PARP1 inhibitor ABT-888 (veliparib) alters IRIF dynamics and suppresses cell proliferation. A, ABT-888 increased the number of residual IRIF 24 h after IR. Cells were pretreated with DMSO (control) or 10 μM ABT-888 (inset) for 30 min before IR. Live cell images shown at 3 h and 24 h. Scale bar, 5 μm. B, Immunofluorescence reveals co-localization of GFP-IBD with γH2AX, MDC1, and endogenous, full-length 53BP1 at IRIF in cells treated with 6 Gy ± ABT-888. Nuclei indicated by DAPI staining (blue). Scale bar, 10 μm. C, Time-lapse live cell imaging of GFP-IBD localization in MCF7^Tet-On GFP-IBD cells treated with 6 Gy ± ABT-888. Scale bar, 10 μm. D, ABT-888 suppresses cell growth of irradiated MCF7^Tet-On GFP-IBD cells. Cells were treated as shown, fixed at 10 d and stained with crystal violet.

Figure 3

ABT-888 induces accelerated senescence in irradiated MCF7^Tet-On GFP-IBD cells. A, MCF7^Tet-On GFP-IBD cells treated with IR + ABT-888 display persistent IRIF and develop senescent morphology. Scale bar, 20 μm. B, IR + ABT-888 increases SA-βGal activity. Cells were treated with 6 Gy ± ABT-888, fixed at 7 d and stained. Scale bar, 20 μm. C, Relative p21^Cip1/WAF1 transcript levels after IR ± ABT-888 determined by qPCR (mean ± SD, IR, white bars; IR + ABT-888, grey bars). D, Immunofluorescence staining for p21^Cip1/WAF1 at 4 d after 3 Gy ± ABT-888. Scale bar, 20 μm.

Figure 4

IR + ABT-888 induces persistent IRIF and senescence in vivo and suppresses MCF7^Tet-On GFP-IBD tumor regrowth. A, Dose-response of IRIF formation in xenograft tumor cells 24 h after IR. Scale bar, 10 μm. B, IR + ABT-888 increases residual IRIF compared to IR alone. Intravital imaging of GFP-IBD foci in tumors at 3 and 24 h after 3 Gy ± ABT-888. Scale bar, 10 μm.

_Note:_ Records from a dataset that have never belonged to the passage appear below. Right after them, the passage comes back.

pub mod catalog;

use crate::dosing::as_seconds;
use crate::error::{PKError, PKResult};
use chrono::Duration;

/// A metabolite edge: a fraction of the mass a drug loses each step
/// becomes a dose of the target drug.
#[derive(Debug, Clone, PartialEq)]
pub struct Metabolite {
    pub target: String,
    pub factor: f64,
}

/// Static description of a substance.
///
/// Decay is exponential with `half_life`. An optional flood-in profile
/// spreads a nominal dose over the following time steps; the weights are
/// stored normalized so that they sum to one.
#[derive(Debug, Clone)]
pub struct Drug {
    pub name: String,
    pub blood_name: String,
    pub half_life: Duration,
    pub flood_in: Option<Vec<f64>>,
    pub flood_in_step: Duration,
    pub metabolites: Vec<Metabolite>,
    pub factor: f64,
}

impl Drug {
    pub fn new(name: &str, half_life: Duration) -> PKResult<Self> {
        if half_life <= Duration::zero() {
            return Err(PKError::InvalidDrug(
                format!("Half-life of {} must be positive", name)
            ));
        }
        
        Ok(Self {
            name: name.to_string(),
            blood_name: name.to_string(),
            half_life,
            flood_in: None,
            flood_in_step: Duration::hours(1),
            metabolites: Vec::new(),
            factor: 1.0,
        })
    }
    
    pub fn with_blood_name(mut self, blood_name: &str) -> Self {
        self.blood_name = blood_name.to_string();
        self
    }
    
    /// Sets the absorption profile. Weights must be non-negative with a
    /// positive sum; they are normalized on the way in.
    pub fn with_flood_in(mut self, weights: &[f64]) -> PKResult<Self> {
        if weights.is_empty() {
            return Err(PKError::InvalidDrug(
                format!("Flood-in profile of {} is empty", self.name)
            ));
        }
        if weights.iter().any(|w| !w.is_finite() || *w < 0.0) {
            return Err(PKError::InvalidDrug(
                format!("Flood-in profile of {} has negative or non-finite weights", self.name)
            ));
        }
        
        let total: f64 = weights.iter().sum();
        if total <= 0.0 {
            return Err(PKError::InvalidDrug(
                format!("Flood-in profile of {} must have a positive sum", self.name)
            ));
        }
        
        self.flood_in = Some(weights.iter().map(|w| w / total).collect());
        Ok(self)
    }
    
    pub fn with_flood_in_step(mut self, step: Duration) -> PKResult<Self> {
        if step <= Duration::zero() {
            return Err(PKError::InvalidDrug(
                format!("Flood-in step of {} must be positive", self.name)
            ));
        }
        self.flood_in_step = step;
        Ok(self)
    }
    
    pub fn with_metabolite(mut self, target: &str, factor: f64) -> Self {
        self.metabolites.push(Metabolite {
            target: target.to_string(),
            factor,
        });
        self
    }
    
    pub fn set_factor(&mut self, factor: f64) {
        self.factor = factor;
    }
    
    pub fn half_life_in_steps(&self, step: Duration) -> f64 {
        as_seconds(self.half_life) / as_seconds(step)
    }
    
    /// Multiplier applied to the amount in the body over one simulation step.
    pub fn get_metabolism_factor(&self, step: Duration) -> f64 {
        2f64.powf(-1.0 / self.half_life_in_steps(step))
    }
    
    /// Splits the mass lost during one step over the metabolite edges.
    pub fn get_metabolites(&self, decayed_amount: f64) -> Vec<(String, f64)> {
        self.metabolites
            .iter()
            .map(|m| (m.target.clone(), decayed_amount * m.factor))
            .collect()
    }
}

#[cfg(test)]
mod tests {
    use super::*;
    use approx::assert_relative_eq;
    
    #[test]
    fn test_decay_law_over_one_half_life() {
        let cases = [
            (Duration::hours(24), Duration::hours(1)),
            (Duration::hours(36), Duration::minutes(5)),
            (Duration::hours(10), Duration::minutes(7)),
            (Duration::days(9), Duration::hours(5)),
        ];
        
        for (half_life, step) in cases {
            let drug = Drug::new("Test", half_life).unwrap();
            let factor = drug.get_metabolism_factor(step);
            let steps = drug.half_life_in_steps(step);
            
            for seed in [1.0, 7.5, 1234.0] {
                // a fractional number of steps is applied as a fractional power
                let value = seed * factor.powf(steps);
                assert_relative_eq!(value, seed / 2.0, max_relative = 1e-10);
            }
        }
    }
    
    #[test]
    fn test_decay_law_repeated_steps() {
        let drug = Drug::new("Test", Duration::hours(24)).unwrap();
        let factor = drug.get_metabolism_factor(Duration::hours(1));
        
        let mut value = 10.0;
        for _ in 0..24 {
            value *= factor;
        }
        assert_relative_eq!(value, 5.0, max_relative = 1e-10);
    }
    
    #[test]
    fn test_rejects_non_positive_half_life() {
        assert!(Drug::new("Broken", Duration::zero()).is_err());
        assert!(Drug::new("Broken", Duration::hours(-3)).is_err());
    }
    
    #[test]
    fn test_flood_in_is_normalized() {
        let drug = Drug::new("Gel", Duration::hours(36))
            .unwrap()
            .with_flood_in(&[1.0, 2.0, 3.0, 2.0, 1.0])
            .unwrap();
        
        let flood_in = drug.flood_in.unwrap();
        assert_eq!(flood_in.len(), 5);
        assert_relative_eq!(flood_in.iter().sum::<f64>(), 1.0, epsilon = 1e-12);
        assert_relative_eq!(flood_in[2], 3.0 / 9.0, epsilon = 1e-12);
    }
    
    #[test]
    fn test_rejects_degenerate_flood_in() {
        let drug = || Drug::new("Test", Duration::hours(1)).unwrap();
        
        assert!(drug().with_flood_in(&[]).is_err());
        assert!(drug().with_flood_in(&[0.0, 0.0]).is_err());
        assert!(drug().with_flood_in(&[1.0, -0.5]).is_err());
        assert!(drug().with_flood_in_step(Duration::minutes(-1)).is_err());
    }
    
    #[test]
    fn test_metabolite_split() {
        let drug = Drug::new("Parent", Duration::hours(1))
            .unwrap()
            .with_metabolite("a", 0.25)
            .with_metabolite("b", 0.5);
        
        let out = drug.get_metabolites(8.0);
        assert_eq!(out, vec![("a".to_string(), 2.0), ("b".to_string(), 4.0)]);
    }
}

C, SA-βGal activity in tumors treated with IR ± ABT-888. Frozen sections of excised tumors 7 d after IR were fixed and stained. Scale bar, 20 μm. D, ABT-888 + IR suppresses tumor regrowth. Tumor growth was significantly delayed after 6 Gy + ABT-888 (solid squares) compared to 6 Gy (solid circles). Data graphed as mean fractional volume (V/V_o) ± SEM (n = 4/group).